OGDOS is a collection of multiscale simple graphs; thus, it is a versatile resource for evaluating various graph-related technologies. The dataset supports fundamental graph computing methods (e.g., graph partitioning, graph traversal and random walks), graph visualization methods (e.g., graph simplification, graph layout and graph rendering) and graph analysis methods (e.g., hotspot analysis, propagation modeling, and epidemic prediction).

OGDOS allows the evaluation of these technologies along two key dimensions: node scale and edge scale. Regarding node scale, the dataset encompasses graphs with node scales ranging from 100 to 200,000. By selecting graphs with a uniform edge-to-node ratio and applying the corresponding techniques across different node scales, researchers can obtain approximate performance metrics (e.g., processing time, visualization frame rates, and memory usage) across multiple node scales. This strategy enables node-centric evaluations of how the performance of various methods changes with node scales. Similarly, by selecting graphs with a uniform node scale levels and applying the corresponding techniques across different edge-to-node ratios, OGDOS enables edge-centric evaluations of how the performance of various methods changes with edge scales.

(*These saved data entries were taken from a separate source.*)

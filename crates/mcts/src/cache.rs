//! Evaluation cache.
//!
//! Remembers finished candidate evaluations keyed by the structural
//! `(state, move)` pair, so a repeated decision on an identical position can
//! skip its rollouts. Entries are only reused when they were computed with at
//! least as many samples as the current request. Nothing is evicted; the
//! owning strategy clears the cache explicitly.

use crate::evaluation::MoveEvaluation;
use std::collections::HashMap;
use std::hash::Hash;

/// A finished evaluation and the sample budget that produced it.
#[derive(Clone, Debug, PartialEq)]
pub struct CacheEntry<M> {
    pub evaluation: MoveEvaluation<M>,
    pub samples: u32,
}

/// Hit and miss counters since the cache was created or last cleared.
#[derive(Clone, Copy, Debug, Default, PartialEq, Eq)]
pub struct CacheStats {
    pub hits: u64,
    pub misses: u64,
    pub entries: usize,
}

/// Per-strategy memo of candidate evaluations.
#[derive(Debug)]
pub struct EvaluationCache<S, M> {
    entries: HashMap<S, HashMap<M, CacheEntry<M>>>,
    hits: u64,
    misses: u64,
}

impl<S, M> Default for EvaluationCache<S, M> {
    fn default() -> Self {
        Self {
            entries: HashMap::new(),
            hits: 0,
            misses: 0,
        }
    }
}

impl<S, M> EvaluationCache<S, M>
where
    S: Clone + Eq + Hash,
    M: Clone + Eq + Hash,
{
    pub fn new() -> Self {
        Self::default()
    }

    /// Look up the evaluation of `mv` from `state`.
    ///
    /// Returns `None`, counting a miss, if there is no entry or the entry was
    /// computed with fewer than `samples` samples.
    pub fn lookup(&mut self, state: &S, mv: &M, samples: u32) -> Option<MoveEvaluation<M>> {
        let entry = self
            .entries
            .get(state)
            .and_then(|moves| moves.get(mv))
            .filter(|entry| entry.samples >= samples);

        match entry {
            Some(entry) => {
                self.hits += 1;
                Some(entry.evaluation.clone())
            }
            None => {
                self.misses += 1;
                None
            }
        }
    }

    /// Store finished evaluations for candidates of `state`.
    ///
    /// An existing entry computed with more samples is kept.
    pub fn store<I>(&mut self, state: &S, evaluations: I, samples: u32)
    where
        I: IntoIterator<Item = MoveEvaluation<M>>,
    {
        let moves = self.entries.entry(state.clone()).or_default();
        for evaluation in evaluations {
            let keep_existing = moves
                .get(&evaluation.mv)
                .is_some_and(|existing| existing.samples > samples);
            if !keep_existing {
                moves.insert(
                    evaluation.mv.clone(),
                    CacheEntry {
                        evaluation,
                        samples,
                    },
                );
            }
        }
    }

    /// Drop every entry and reset the counters.
    pub fn clear(&mut self) {
        self.entries.clear();
        self.hits = 0;
        self.misses = 0;
    }

    /// Number of cached (state, move) pairs.
    pub fn len(&self) -> usize {
        self.entries.values().map(HashMap::len).sum()
    }

    pub fn is_empty(&self) -> bool {
        self.len() == 0
    }

    pub fn stats(&self) -> CacheStats {
        CacheStats {
            hits: self.hits,
            misses: self.misses,
            entries: self.len(),
        }
    }
}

OGDOS also exhibits several limitations that should be considered:

Simple, attribute-free storage format

Graphs in OGDOS are stored in a simple, attribute-free format, which conceals attribute differences across various graph sources (e.g. real-world or synthesized sources). While this design facilitates a broad range of fundamental performance evaluations, it restricts the OGDOS’s applicability for tasks requiring specific node or edge attributes or complex graph structures, such as protein interaction networks, dynamic graph learning, or graph-based recommendation systems. Notably, some graphs in OGDOS originate from real-world datasets and include detailed attributes; users seeking such information are encouraged to consult the original sources (indicated by “*” in Table 1).

Scale-based organization

OGDOS is uniquely organized by node scale and edge-to-node ratio, which is sufficient for general performance evaluations. However, many public datasets also classify graphs by domains, types, or additional structural features. Incorporating these dimensions through further subdivision of each scale level could enhance the dataset’s utility. Future work may consider integrating these additional classification criteria.

Variable node scale intervals

OGDOS employs fine-grained intervals for small graphs (e.g., 100-1,000 nodes at intervals of 100) and coarser intervals for large graphs (e.g., 100k-200k nodes at intervals of 10k), to capture the non-linear performance changes of many graph-related techniques. While this design can effectively highlight overall performance trends, it provides only approximate estimates for applications that require evaluation at specific scales (e.g., exactly 1,050 or 10,051,500 nodes). In such cases, users may need to interpolate or extrapolate the available performance metrics.